-------- The input --------

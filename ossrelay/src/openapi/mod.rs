//! OpenAPI documentation for the relay API, served at `/api-docs/openapi.json`.

use utoipa::OpenApi;

use crate::api;
use crate::api::models::relay::{ErrorResponse, OssFile, SaveOssRequest, TestResponse};

#[derive(OpenApi)]
#[openapi(
    info(
        title = "ossrelay",
        description = "Relays generated files from an AI server into object storage"
    ),
    paths(api::handlers::health::test, api::handlers::relay::save_oss),
    components(schemas(SaveOssRequest, OssFile, ErrorResponse, TestResponse)),
    tags(
        (name = "health", description = "Liveness checks"),
        (name = "relay", description = "Relay AI server outputs into object storage"),
    )
)]
pub struct ApiDoc;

--------

Your goal
Sift through the entries and copy every line with "ErrorResponse".

Response for this exercise
use crate::api::models::relay::{ErrorResponse, OssFile, SaveOssRequest, TestResponse};
    components(schemas(SaveOssRequest, OssFile, ErrorResponse, TestResponse)),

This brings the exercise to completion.